¿El presidente Sagasti tiene algún problema que le atormente? Creemos que sí. Sabe que, entre muchas barbaridades, Vizcarra es culpable de que no tuviéramos vacunas. ¡Y carga con semejante muerto, por falta de agallas para denunciarlo! Un drama que podría resolverlo simplemente diciendo la verdad. ¿Por qué guardarle las espaldas a un miserable como Vizcarra, que engañó al país y abandonó sus responsabilidades de cuidar a la ciudadanía? A estas alturas, no sólo resulta incomprensible sino suicida su silencio. Veamos. El 31 de enero 2020 –hace un año- el gobierno de Vizcarra emitía la Resolución Ministerial 040-2020 MINSA, entre cuyos considerandos incluyó: “La salud es condición indispensable del desarrollo humano y medio fundamental para alcanzar el bienestar individual y colectivo, y la promoción de la salud es interés público. Por tanto es responsabilidad del Estado regularla, vigilarla y promoverla, garantizando una adecuada cobertura de prestaciones de salud a la población, en términos socialmente aceptables de seguridad, oportunidad y calidad.” Por cierto, la mencionada resolución apareció incluida en El Peruano bajo el título: “Aprueban protocolo para atención de las personas con sospecha de infección confirmada por coronavirus”. Esto nos hace ver que, desde entonces, Vizcarra ya era consciente de la delicada coyuntura sanitaria que se acercaba. El problema, amable lector, es que este sujeto -que pujó por hacerse de la presidencia- no hizo absolutamente nada para enfrentarla. De haber prestado atención a los considerandos de aquella resolución habría puesto al Estado en alarma y ordenado, por ejemplo, la compra de pruebas moleculares –en vez de las asesinas “rápidas”- y elaborado una estrategia para estructurar estadísticas fundadas en el resultado de aquellas pruebas, haciéndole el seguimiento correspondiente a quienes dieran resultado positivo, fuera de disponer su confinamiento. Eso aparte de abastecer al Perú de equipos para envasar oxígeno, respiradores mecánicos, camas UCI, etc., que ya se conocía eran fundamentales para enfrentar, de modo eficaz, esta plaga que, hasta el momento, ya viene cobrando más de 100,000 vidas en nuestro país.

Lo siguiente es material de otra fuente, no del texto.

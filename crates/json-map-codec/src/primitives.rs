//! Codecs for strings, booleans, numbers and raw trees.

use json_stream::{JsonReader, JsonToken, JsonWriter, StreamError};
use serde_json::{Number, Value};

use crate::codec::TypeCodec;
use crate::error::CodecError;

#[derive(Debug, Clone, Copy, Default)]
pub struct StringCodec;

impl TypeCodec<String> for StringCodec {
    fn read(&self, reader: &mut JsonReader<'_>) -> Result<String, CodecError> {
        Ok(reader.next_string()?)
    }

    fn write(&self, writer: &mut JsonWriter, value: &String) -> Result<(), CodecError> {
        Ok(writer.string_value(value)?)
    }

    fn to_tree(&self, value: &String) -> Result<Value, CodecError> {
        Ok(Value::String(value.clone()))
    }
}

/// Strict boolean codec: reads and writes the `true`/`false` literals.
#[derive(Debug, Clone, Copy, Default)]
pub struct BoolCodec;

impl TypeCodec<bool> for BoolCodec {
    fn read(&self, reader: &mut JsonReader<'_>) -> Result<bool, CodecError> {
        Ok(reader.next_bool()?)
    }

    fn write(&self, writer: &mut JsonWriter, value: &bool) -> Result<(), CodecError> {
        Ok(writer.bool_value(*value)?)
    }

    fn to_tree(&self, value: &bool) -> Result<Value, CodecError> {
        Ok(Value::Bool(*value))
    }
}

/// Boolean codec for map keys: writes `"true"`/`"false"` strings.
///
/// Reading accepts either a string (true iff it equals `"true"` ignoring
/// ASCII case) or a boolean literal, so a promoted member name decodes.
#[derive(Debug, Clone, Copy, Default)]
pub struct BoolAsStringCodec;

impl TypeCodec<bool> for BoolAsStringCodec {
    fn read(&self, reader: &mut JsonReader<'_>) -> Result<bool, CodecError> {
        if reader.peek()? == JsonToken::String {
            let text = reader.next_string()?;
            return Ok(text.eq_ignore_ascii_case("true"));
        }
        Ok(reader.next_bool()?)
    }

    fn write(&self, writer: &mut JsonWriter, value: &bool) -> Result<(), CodecError> {
        Ok(writer.string_value(if *value { "true" } else { "false" })?)
    }

    fn to_tree(&self, value: &bool) -> Result<Value, CodecError> {
        Ok(Value::String(value.to_string()))
    }
}

/// Integer codec for every primitive integer width. Values outside the
/// target range fail with [`CodecError::OutOfRange`].
#[derive(Debug, Clone, Copy, Default)]
pub struct IntCodec;

macro_rules! int_codec {
    ($($ty:ty => $read:ident, $write:ident, $wide:ty;)*) => {$(
        impl TypeCodec<$ty> for IntCodec {
            fn read(&self, reader: &mut JsonReader<'_>) -> Result<$ty, CodecError> {
                let wide = reader.$read()?;
                <$ty>::try_from(wide).map_err(|_| CodecError::OutOfRange {
                    value: wide.to_string(),
                    target: stringify!($ty),
                })
            }

            fn write(&self, writer: &mut JsonWriter, value: &$ty) -> Result<(), CodecError> {
                Ok(writer.$write(*value as $wide)?)
            }

            fn to_tree(&self, value: &$ty) -> Result<Value, CodecError> {
                Ok(Value::from(*value))
            }
        }
    )*};
}

int_codec! {
    i8 => next_i64, i64_value, i64;
    i16 => next_i64, i64_value, i64;
    i32 => next_i64, i64_value, i64;
    i64 => next_i64, i64_value, i64;
    isize => next_i64, i64_value, i64;
    u8 => next_u64, u64_value, u64;
    u16 => next_u64, u64_value, u64;
    u32 => next_u64, u64_value, u64;
    u64 => next_u64, u64_value, u64;
    usize => next_u64, u64_value, u64;
}

/// Floating point codec. Non-finite values cannot be written.
#[derive(Debug, Clone, Copy, Default)]
pub struct FloatCodec;

impl TypeCodec<f64> for FloatCodec {
    fn read(&self, reader: &mut JsonReader<'_>) -> Result<f64, CodecError> {
        Ok(reader.next_f64()?)
    }

    fn write(&self, writer: &mut JsonWriter, value: &f64) -> Result<(), CodecError> {
        Ok(writer.f64_value(*value)?)
    }

    fn to_tree(&self, value: &f64) -> Result<Value, CodecError> {
        let number = Number::from_f64(*value).ok_or(StreamError::NonFinite(*value))?;
        Ok(Value::Number(number))
    }
}

impl TypeCodec<f32> for FloatCodec {
    fn read(&self, reader: &mut JsonReader<'_>) -> Result<f32, CodecError> {
        Ok(reader.next_f64()? as f32)
    }

    // Written from the f32's own shortest text: "0.1", not "0.10000000149011612".
    fn write(&self, writer: &mut JsonWriter, value: &f32) -> Result<(), CodecError> {
        let number = f32_number(*value)?;
        Ok(writer.number_value(&number)?)
    }

    fn to_tree(&self, value: &f32) -> Result<Value, CodecError> {
        Ok(Value::Number(f32_number(*value)?))
    }
}

fn f32_number(value: f32) -> Result<Number, CodecError> {
    if !value.is_finite() {
        return Err(StreamError::NonFinite(f64::from(value)).into());
    }
    Ok(serde_json::from_str::<Number>(&value.to_string())?)
}

/// Passes [`Value`] trees through unchanged.
#[derive(Debug, Clone, Copy, Default)]
pub struct ValueCodec;

impl TypeCodec<Value> for ValueCodec {
    fn read(&self, reader: &mut JsonReader<'_>) -> Result<Value, CodecError> {
        Ok(reader.read_tree()?)
    }

    fn write(&self, writer: &mut JsonWriter, value: &Value) -> Result<(), CodecError> {
        Ok(writer.tree_value(value)?)
    }

    fn to_tree(&self, value: &Value) -> Result<Value, CodecError> {
        Ok(value.clone())
    }
}
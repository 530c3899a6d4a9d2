//! Push-based JSON writer.

use serde_json::{Number, Value};

use crate::error::StreamError;
use crate::token::Scope;
use crate::util::write_quoted;

/// Output formatting knobs for [`JsonWriter`].
#[derive(Debug, Clone, PartialEq, Eq)]
pub struct WriterOptions {
    /// Indentation unit for pretty printing. `None` writes compact JSON.
    pub indent: Option<String>,
    /// When false, an object member whose value is null is omitted along
    /// with its name.
    pub serialize_nulls: bool,
}

impl Default for WriterOptions {
    fn default() -> Self {
        Self {
            indent: None,
            serialize_nulls: true,
        }
    }
}

/// Writes one JSON document into an in-memory string.
///
/// Structure is validated as it is written: names are only accepted inside
/// objects, values inside objects need a name, only one top-level value is
/// allowed and closing brackets must match.
///
/// ```
/// use json_stream::JsonWriter;
///
/// let mut writer = JsonWriter::new();
/// writer.begin_object().unwrap();
/// writer.name("a").unwrap();
/// writer.i64_value(1).unwrap();
/// writer.end_object().unwrap();
/// assert_eq!(writer.finish().unwrap(), r#"{"a":1}"#);
/// ```
pub struct JsonWriter {
    out: String,
    stack: Vec<Scope>,
    deferred_name: Option<String>,
    options: WriterOptions,
}

impl Default for JsonWriter {
    fn default() -> Self {
        Self::new()
    }
}

impl JsonWriter {
    pub fn new() -> Self {
        Self::with_options(WriterOptions::default())
    }

    pub fn with_options(options: WriterOptions) -> Self {
        Self {
            out: String::new(),
            stack: vec![Scope::EmptyDocument],
            deferred_name: None,
            options,
        }
    }

    pub fn options(&self) -> &WriterOptions {
        &self.options
    }

    /// Text written so far.
    pub fn as_str(&self) -> &str {
        &self.out
    }

    pub fn begin_array(&mut self) -> Result<(), StreamError> {
        self.open(Scope::EmptyArray, '[')
    }

    pub fn end_array(&mut self) -> Result<(), StreamError> {
        self.close(Scope::EmptyArray, Scope::NonEmptyArray, ']')
    }

    pub fn begin_object(&mut self) -> Result<(), StreamError> {
        self.open(Scope::EmptyObject, '{')
    }

    pub fn end_object(&mut self) -> Result<(), StreamError> {
        self.close(Scope::EmptyObject, Scope::NonEmptyObject, '}')
    }

    /// Sets the name of the next object member.
    pub fn name(&mut self, name: &str) -> Result<(), StreamError> {
        if self.deferred_name.is_some() {
            return Err(StreamError::IllegalState("a member name is already pending"));
        }
        if !matches!(self.top(), Scope::EmptyObject | Scope::NonEmptyObject) {
            return Err(StreamError::IllegalState("member name outside of an object"));
        }
        self.deferred_name = Some(name.to_owned());
        Ok(())
    }

    pub fn null_value(&mut self) -> Result<(), StreamError> {
        if self.deferred_name.is_some() && !self.options.serialize_nulls {
            // Drop the member entirely.
            self.deferred_name = None;
            return Ok(());
        }
        self.write_deferred_name()?;
        self.before_value()?;
        self.out.push_str("null");
        Ok(())
    }

    pub fn bool_value(&mut self, value: bool) -> Result<(), StreamError> {
        self.raw_value(if value { "true" } else { "false" })
    }

    pub fn i64_value(&mut self, value: i64) -> Result<(), StreamError> {
        self.raw_value(&value.to_string())
    }

    pub fn u64_value(&mut self, value: u64) -> Result<(), StreamError> {
        self.raw_value(&value.to_string())
    }

    /// Writes a finite double in its shortest round-trip form (`1.0`, `0.1`).
    pub fn f64_value(&mut self, value: f64) -> Result<(), StreamError> {
        let number = Number::from_f64(value).ok_or(StreamError::NonFinite(value))?;
        self.number_value(&number)
    }

    pub fn number_value(&mut self, value: &Number) -> Result<(), StreamError> {
        self.raw_value(&value.to_string())
    }

    pub fn string_value(&mut self, value: &str) -> Result<(), StreamError> {
        self.write_deferred_name()?;
        self.before_value()?;
        write_quoted(&mut self.out, value);
        Ok(())
    }

    /// Writes a whole [`Value`] tree as the next value, preserving member
    /// order.
    pub fn tree_value(&mut self, value: &Value) -> Result<(), StreamError> {
        match value {
            Value::Null => self.null_value(),
            Value::Bool(b) => self.bool_value(*b),
            Value::Number(n) => self.number_value(n),
            Value::String(s) => self.string_value(s),
            Value::Array(items) => {
                self.begin_array()?;
                for item in items {
                    self.tree_value(item)?;
                }
                self.end_array()
            }
            Value::Object(members) => {
                self.begin_object()?;
                for (name, member) in members {
                    self.name(name)?;
                    self.tree_value(member)?;
                }
                self.end_object()
            }
        }
    }

    /// Returns the document, failing if it is incomplete.
    pub fn finish(self) -> Result<String, StreamError> {
        if self.stack.len() != 1 || self.top() != Scope::NonEmptyDocument {
            return Err(StreamError::IllegalState("incomplete document"));
        }
        Ok(self.out)
    }

    fn raw_value(&mut self, text: &str) -> Result<(), StreamError> {
        self.write_deferred_name()?;
        self.before_value()?;
        self.out.push_str(text);
        Ok(())
    }

    fn open(&mut self, empty: Scope, bracket: char) -> Result<(), StreamError> {
        self.write_deferred_name()?;
        self.before_value()?;
        self.stack.push(empty);
        self.out.push(bracket);
        Ok(())
    }

    fn close(&mut self, empty: Scope, non_empty: Scope, bracket: char) -> Result<(), StreamError> {
        let top = self.top();
        if top != empty && top != non_empty {
            return Err(StreamError::IllegalState("nesting problem"));
        }
        if self.deferred_name.is_some() {
            return Err(StreamError::IllegalState("dangling member name"));
        }
        self.stack.pop();
        if top == non_empty {
            self.newline();
        }
        self.out.push(bracket);
        Ok(())
    }

    fn write_deferred_name(&mut self) -> Result<(), StreamError> {
        if let Some(name) = self.deferred_name.take() {
            match self.top() {
                Scope::NonEmptyObject => self.out.push(','),
                Scope::EmptyObject => {}
                _ => return Err(StreamError::IllegalState("nesting problem")),
            }
            self.newline();
            self.set_top(Scope::DanglingName);
            write_quoted(&mut self.out, &name);
        }
        Ok(())
    }

    fn before_value(&mut self) -> Result<(), StreamError> {
        match self.top() {
            Scope::EmptyDocument => self.set_top(Scope::NonEmptyDocument),
            Scope::NonEmptyDocument => {
                return Err(StreamError::IllegalState(
                    "JSON must have only one top-level value",
                ));
            }
            Scope::EmptyArray => {
                self.set_top(Scope::NonEmptyArray);
                self.newline();
            }
            Scope::NonEmptyArray => {
                self.out.push(',');
                self.newline();
            }
            Scope::DanglingName => {
                self.out.push(':');
                if self.options.indent.is_some() {
                    self.out.push(' ');
                }
                self.set_top(Scope::NonEmptyObject);
            }
            Scope::EmptyObject | Scope::NonEmptyObject => {
                return Err(StreamError::IllegalState("object member is missing its name"));
            }
        }
        Ok(())
    }

    fn newline(&mut self) {
        if let Some(indent) = &self.options.indent {
            self.out.push('\n');
            for _ in 1..self.stack.len() {
                self.out.push_str(indent);
            }
        }
    }

    fn top(&self) -> Scope {
        self.stack.last().copied().unwrap_or(Scope::NonEmptyDocument)
    }

    fn set_top(&mut self, scope: Scope) {
        if let Some(top) = self.stack.last_mut() {
            *top = scope;
        }
    }
}

#[cfg(test)]
mod tests {
    use super::*;
    use serde_json::json;

    fn compact(value: &Value) -> String {
        let mut writer = JsonWriter::new();
        writer.tree_value(value).unwrap();
        writer.finish().unwrap()
    }

    #[test]
    fn writes_compact_trees() {
        assert_eq!(compact(&json!(null)), "null");
        assert_eq!(compact(&json!([])), "[]");
        assert_eq!(compact(&json!({})), "{}");
        assert_eq!(
            compact(&json!({"b": [1, 2.5, "x"], "a": {"c": null}})),
            r#"{"b":[1,2.5,"x"],"a":{"c":null}}"#
        );
    }

    #[test]
    fn writes_doubles_in_shortest_form() {
        let mut writer = JsonWriter::new();
        writer.begin_array().unwrap();
        writer.f64_value(1.0).unwrap();
        writer.f64_value(0.1).unwrap();
        writer.f64_value(-2.5e-8).unwrap();
        writer.end_array().unwrap();
        assert_eq!(writer.finish().unwrap(), "[1.0,0.1,-2.5e-8]");
    }

    #[test]
    fn rejects_non_finite_doubles() {
        let mut writer = JsonWriter::new();
        assert!(matches!(
            writer.f64_value(f64::NAN),
            Err(StreamError::NonFinite(_))
        ));
        assert!(writer.f64_value(f64::INFINITY).is_err());
    }

    #[test]
    fn pretty_prints_with_indent() {
        let mut writer = JsonWriter::with_options(WriterOptions {
            indent: Some("  ".to_owned()),
            serialize_nulls: true,
        });
        writer.tree_value(&json!({"a": [1, 2], "b": {}})).unwrap();
        assert_eq!(
            writer.finish().unwrap(),
            "{\n  \"a\": [\n    1,\n    2\n  ],\n  \"b\": {}\n}"
        );
    }

    #[test]
    fn drops_null_members_when_nulls_are_not_serialized() {
        let mut writer = JsonWriter::with_options(WriterOptions {
            indent: None,
            serialize_nulls: false,
        });
        writer
            .tree_value(&json!({"a": null, "b": 1, "c": [null]}))
            .unwrap();
        assert_eq!(writer.finish().unwrap(), r#"{"b":1,"c":[null]}"#);
    }

    #[test]
    fn structural_misuse_is_rejected() {
        let mut writer = JsonWriter::new();
        assert!(writer.name("a").is_err());
        writer.begin_object().unwrap();
        assert!(writer.i64_value(1).is_err());
        writer.name("a").unwrap();
        assert!(writer.name("b").is_err());
        assert!(writer.end_object().is_err());
        writer.i64_value(1).unwrap();
        assert!(writer.end_array().is_err());
        writer.end_object().unwrap();
        assert!(writer.begin_array().is_err());
    }

    #[test]
    fn finish_rejects_incomplete_documents() {
        let writer = JsonWriter::new();
        assert!(writer.finish().is_err());
        let mut writer = JsonWriter::new();
        writer.begin_array().unwrap();
        assert!(writer.finish().is_err());
    }
}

Si Sagasti insiste en asumir semejante responsabilidad debería contemplar que, más temprano que tarde, una comisión investigará y señalará a los culpables de un crimen que incluso pudiese acarrear condenas por lesa humanidad. Hoy la tesitura del señor Sagasti –una persona afable que erradamente aceptó un cargo indebido en el tiempo equivocado al no estar capacitado para desempeñarlo- resulta alarmante. Lo dicen sus discursos incoherentes y erráticas conferencias de prensa. Y su conducta del domingo por la noche, produciendo una extravagante, aberrante fanfarria por la llegada a Lima de 300,000 viales de vacuna china para inocular a 150,000 de los 32’000,000 de peruanos aderezándola con una oratoria grandilocuente proclamada al pie del avión. Y como remate, alentó un ridículo desfile de cientos de unidades protegidas por miles de policías que dejaron abandonadas sus funciones, para darle pompa al arribo al Perú de una ínfima muestra de vacunas –siendo como somos, la última nación americana (quizá del orbe) en recibirlas- haciéndole aparecer ensimismado, fatuo y disparatado. En consecuencia, incapacitado para conducir coherentemente a este atribulado país.